Posted to user@lenya.apache.org by Bob Harner <bo...@gmail.com> on 2006/01/11 21:23:02 UTC

Losing hyperlinks - what xsl removes them?

Greetings everyone!

I'm having an odd problem with Lenya. Whenever my raw content files
(pubs/default/content/authoring/**/index_en.xml) files have hyperlinks
like this:

<a href="/default/authoring/something.something">foo</a>

then when the page is rendered in Lenya I just get:

foo

In other words, the <a...> tag is completely removed.  I assume some
xsl file somewhere is doing it, but I can't figure out where and wny. 
Any idea what transformation would do this nasty thing?

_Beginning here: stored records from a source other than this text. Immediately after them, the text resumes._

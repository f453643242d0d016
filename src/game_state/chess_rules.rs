//! Canonical chess-rule constants.

/// Standard chess starting position in Forsyth-Edwards Notation (FEN).
pub const STARTING_POSITION_FEN: &str = "rnbqkbnr/pppppppp/8/8/8/8/PPPPPPPP/RNBQKBNR w KQkq - 0 1";

/// Halfmove clock value at which the fifty-move rule draws the game.
pub const FIFTY_MOVE_HALFMOVES: u16 = 100;

/// Number of occurrences of one position that draws by repetition.
pub const REPETITION_DRAW_COUNT: usize = 3;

I know hyperlink URI's in Lenya are normally like "page/index_en.xml"
(these links come out of the FCKeditor WYSIWYG editor link this), and
I assume the "/default/authoring/" part is triggering the hyperlink
removal code.  In fact, when I cahnge "/default/authoring/" to
anything else the the hyperlink *doesn't* disappear.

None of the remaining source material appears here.